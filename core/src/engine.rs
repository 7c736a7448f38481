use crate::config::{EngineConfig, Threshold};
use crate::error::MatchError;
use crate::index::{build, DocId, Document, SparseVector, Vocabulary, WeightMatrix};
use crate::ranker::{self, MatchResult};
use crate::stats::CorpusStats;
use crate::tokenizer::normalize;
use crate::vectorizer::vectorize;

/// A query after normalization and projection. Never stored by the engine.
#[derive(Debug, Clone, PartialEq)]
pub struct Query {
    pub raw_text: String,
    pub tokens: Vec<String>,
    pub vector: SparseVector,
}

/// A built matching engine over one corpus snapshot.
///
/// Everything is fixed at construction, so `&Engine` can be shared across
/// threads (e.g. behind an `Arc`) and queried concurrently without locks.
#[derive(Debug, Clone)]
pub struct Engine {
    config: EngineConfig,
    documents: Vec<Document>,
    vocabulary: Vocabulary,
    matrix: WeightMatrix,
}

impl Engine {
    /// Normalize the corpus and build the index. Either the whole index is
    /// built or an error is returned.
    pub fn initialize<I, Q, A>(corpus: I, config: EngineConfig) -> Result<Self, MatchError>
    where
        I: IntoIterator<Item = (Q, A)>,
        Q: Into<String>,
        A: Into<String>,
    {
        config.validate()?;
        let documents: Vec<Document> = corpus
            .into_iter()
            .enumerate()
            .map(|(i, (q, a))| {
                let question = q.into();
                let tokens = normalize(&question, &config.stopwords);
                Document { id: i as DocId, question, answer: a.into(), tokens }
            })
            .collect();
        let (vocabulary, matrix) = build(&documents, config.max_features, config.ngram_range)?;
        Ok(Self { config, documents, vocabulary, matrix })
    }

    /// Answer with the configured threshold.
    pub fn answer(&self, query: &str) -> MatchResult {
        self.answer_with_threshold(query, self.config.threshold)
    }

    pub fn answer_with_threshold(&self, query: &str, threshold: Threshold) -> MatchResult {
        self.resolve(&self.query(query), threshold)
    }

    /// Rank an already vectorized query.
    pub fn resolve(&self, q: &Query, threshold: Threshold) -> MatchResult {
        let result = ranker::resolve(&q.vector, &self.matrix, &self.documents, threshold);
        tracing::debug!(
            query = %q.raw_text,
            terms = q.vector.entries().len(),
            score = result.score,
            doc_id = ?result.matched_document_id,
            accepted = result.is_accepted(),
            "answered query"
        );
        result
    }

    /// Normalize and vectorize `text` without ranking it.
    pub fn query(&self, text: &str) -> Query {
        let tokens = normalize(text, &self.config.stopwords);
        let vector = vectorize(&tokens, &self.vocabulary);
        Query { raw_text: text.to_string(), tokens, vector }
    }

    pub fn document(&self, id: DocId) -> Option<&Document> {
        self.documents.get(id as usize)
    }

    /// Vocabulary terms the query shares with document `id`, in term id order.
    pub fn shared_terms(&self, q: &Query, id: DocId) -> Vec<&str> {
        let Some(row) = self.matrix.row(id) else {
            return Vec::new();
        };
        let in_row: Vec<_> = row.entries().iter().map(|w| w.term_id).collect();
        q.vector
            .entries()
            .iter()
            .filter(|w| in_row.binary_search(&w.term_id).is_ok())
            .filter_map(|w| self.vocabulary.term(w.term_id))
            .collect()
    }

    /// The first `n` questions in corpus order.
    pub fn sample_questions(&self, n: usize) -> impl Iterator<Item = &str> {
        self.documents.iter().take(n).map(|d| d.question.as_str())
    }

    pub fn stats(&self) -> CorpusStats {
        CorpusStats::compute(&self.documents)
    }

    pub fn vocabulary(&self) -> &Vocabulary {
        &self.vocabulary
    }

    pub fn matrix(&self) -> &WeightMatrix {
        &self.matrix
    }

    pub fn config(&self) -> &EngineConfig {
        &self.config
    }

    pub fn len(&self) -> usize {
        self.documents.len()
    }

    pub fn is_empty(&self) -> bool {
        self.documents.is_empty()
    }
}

- - -

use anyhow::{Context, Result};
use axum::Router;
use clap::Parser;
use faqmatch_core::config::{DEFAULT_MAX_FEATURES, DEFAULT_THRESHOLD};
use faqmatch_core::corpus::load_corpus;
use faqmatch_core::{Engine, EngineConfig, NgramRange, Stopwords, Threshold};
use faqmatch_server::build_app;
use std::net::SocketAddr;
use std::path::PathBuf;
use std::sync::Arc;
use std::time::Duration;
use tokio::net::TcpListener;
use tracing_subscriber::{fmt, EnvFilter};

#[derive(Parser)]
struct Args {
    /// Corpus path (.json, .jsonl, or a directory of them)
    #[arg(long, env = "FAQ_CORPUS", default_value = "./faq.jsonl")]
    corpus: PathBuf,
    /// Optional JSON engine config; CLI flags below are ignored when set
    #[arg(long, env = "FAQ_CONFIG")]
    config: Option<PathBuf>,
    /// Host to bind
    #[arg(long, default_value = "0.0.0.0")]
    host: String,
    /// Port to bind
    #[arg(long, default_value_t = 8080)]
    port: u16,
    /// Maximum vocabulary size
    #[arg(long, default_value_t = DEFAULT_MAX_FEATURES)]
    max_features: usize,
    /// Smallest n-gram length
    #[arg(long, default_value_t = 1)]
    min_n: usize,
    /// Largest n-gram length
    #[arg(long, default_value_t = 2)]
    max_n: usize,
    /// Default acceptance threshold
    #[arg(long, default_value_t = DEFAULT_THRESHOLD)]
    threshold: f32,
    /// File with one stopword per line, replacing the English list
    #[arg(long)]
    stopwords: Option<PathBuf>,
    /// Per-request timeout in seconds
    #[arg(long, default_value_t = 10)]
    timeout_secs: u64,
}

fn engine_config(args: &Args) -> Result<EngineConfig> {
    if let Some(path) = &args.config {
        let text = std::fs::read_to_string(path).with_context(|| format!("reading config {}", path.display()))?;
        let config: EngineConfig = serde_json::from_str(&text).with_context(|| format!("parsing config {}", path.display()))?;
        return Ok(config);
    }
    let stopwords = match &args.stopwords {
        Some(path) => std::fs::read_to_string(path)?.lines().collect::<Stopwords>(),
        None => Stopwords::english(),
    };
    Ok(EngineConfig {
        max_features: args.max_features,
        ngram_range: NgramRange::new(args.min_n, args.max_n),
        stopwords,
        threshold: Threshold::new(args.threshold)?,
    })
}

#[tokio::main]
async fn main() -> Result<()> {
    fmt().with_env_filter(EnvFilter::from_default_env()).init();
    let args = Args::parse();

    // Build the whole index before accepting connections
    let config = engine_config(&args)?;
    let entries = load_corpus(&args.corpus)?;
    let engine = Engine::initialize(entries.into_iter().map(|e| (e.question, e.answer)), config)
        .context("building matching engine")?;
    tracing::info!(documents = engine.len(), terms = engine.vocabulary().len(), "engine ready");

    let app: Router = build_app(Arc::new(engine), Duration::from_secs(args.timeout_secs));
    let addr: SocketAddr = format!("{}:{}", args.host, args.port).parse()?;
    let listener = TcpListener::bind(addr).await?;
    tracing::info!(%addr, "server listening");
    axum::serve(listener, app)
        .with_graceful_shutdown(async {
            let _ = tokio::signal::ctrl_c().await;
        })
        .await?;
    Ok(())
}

- - -

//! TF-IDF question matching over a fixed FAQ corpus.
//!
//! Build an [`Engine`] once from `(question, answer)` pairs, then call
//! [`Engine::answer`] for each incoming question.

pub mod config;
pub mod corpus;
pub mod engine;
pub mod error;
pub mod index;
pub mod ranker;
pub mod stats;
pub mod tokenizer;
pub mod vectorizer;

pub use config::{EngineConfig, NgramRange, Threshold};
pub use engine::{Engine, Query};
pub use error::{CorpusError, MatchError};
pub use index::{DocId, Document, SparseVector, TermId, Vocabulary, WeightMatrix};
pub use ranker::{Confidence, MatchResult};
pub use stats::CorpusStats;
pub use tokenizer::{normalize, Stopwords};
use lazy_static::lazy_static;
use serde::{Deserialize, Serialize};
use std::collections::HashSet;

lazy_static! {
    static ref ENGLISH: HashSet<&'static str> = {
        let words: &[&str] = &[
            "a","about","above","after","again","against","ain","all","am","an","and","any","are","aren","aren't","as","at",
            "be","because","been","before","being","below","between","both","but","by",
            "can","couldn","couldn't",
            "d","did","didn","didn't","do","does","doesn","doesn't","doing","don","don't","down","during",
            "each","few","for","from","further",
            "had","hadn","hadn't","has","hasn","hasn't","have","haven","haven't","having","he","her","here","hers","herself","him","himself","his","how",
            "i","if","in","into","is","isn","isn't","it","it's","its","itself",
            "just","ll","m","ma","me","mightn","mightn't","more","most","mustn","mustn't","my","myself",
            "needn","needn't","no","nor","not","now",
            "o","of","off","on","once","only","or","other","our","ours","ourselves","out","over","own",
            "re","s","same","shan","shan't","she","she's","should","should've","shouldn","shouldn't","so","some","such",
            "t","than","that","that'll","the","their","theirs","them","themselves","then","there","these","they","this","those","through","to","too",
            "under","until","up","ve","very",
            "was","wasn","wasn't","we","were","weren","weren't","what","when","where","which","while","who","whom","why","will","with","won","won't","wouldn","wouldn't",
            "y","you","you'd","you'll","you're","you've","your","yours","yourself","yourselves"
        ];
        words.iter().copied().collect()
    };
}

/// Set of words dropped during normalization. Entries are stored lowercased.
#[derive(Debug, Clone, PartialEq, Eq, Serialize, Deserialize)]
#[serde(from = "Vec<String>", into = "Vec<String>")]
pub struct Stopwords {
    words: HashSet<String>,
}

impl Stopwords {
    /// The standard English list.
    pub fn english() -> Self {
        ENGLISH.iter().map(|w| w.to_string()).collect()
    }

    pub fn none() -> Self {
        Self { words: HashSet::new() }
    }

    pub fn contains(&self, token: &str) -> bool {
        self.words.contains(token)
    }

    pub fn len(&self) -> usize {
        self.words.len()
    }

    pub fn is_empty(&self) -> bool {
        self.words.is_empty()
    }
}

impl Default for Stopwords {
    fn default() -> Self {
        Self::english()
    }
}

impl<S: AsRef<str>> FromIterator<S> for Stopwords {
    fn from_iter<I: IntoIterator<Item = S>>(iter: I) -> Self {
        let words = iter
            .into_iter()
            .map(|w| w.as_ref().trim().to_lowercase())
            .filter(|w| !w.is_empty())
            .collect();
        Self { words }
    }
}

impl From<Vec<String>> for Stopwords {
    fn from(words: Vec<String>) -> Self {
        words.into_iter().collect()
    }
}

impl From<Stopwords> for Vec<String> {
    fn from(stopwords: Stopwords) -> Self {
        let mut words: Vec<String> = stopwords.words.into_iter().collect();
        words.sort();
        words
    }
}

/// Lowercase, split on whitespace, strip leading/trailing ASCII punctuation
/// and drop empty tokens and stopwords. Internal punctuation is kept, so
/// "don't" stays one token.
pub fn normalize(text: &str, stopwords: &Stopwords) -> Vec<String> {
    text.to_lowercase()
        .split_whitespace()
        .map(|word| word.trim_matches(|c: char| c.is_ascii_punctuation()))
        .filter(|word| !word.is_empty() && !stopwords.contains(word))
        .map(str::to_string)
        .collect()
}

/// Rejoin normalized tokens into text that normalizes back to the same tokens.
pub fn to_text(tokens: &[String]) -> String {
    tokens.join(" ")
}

- - -

§ **Problem to solve**:
Only the lines that contain the string "MatchResult" are to be copied from the records.

§ **Answer for the task**:
use crate::ranker::{self, MatchResult};
    pub fn answer(&self, query: &str) -> MatchResult {
    pub fn answer_with_threshold(&self, query: &str, threshold: Threshold) -> MatchResult {
    pub fn resolve(&self, q: &Query, threshold: Threshold) -> MatchResult {
pub use ranker::{Confidence, MatchResult};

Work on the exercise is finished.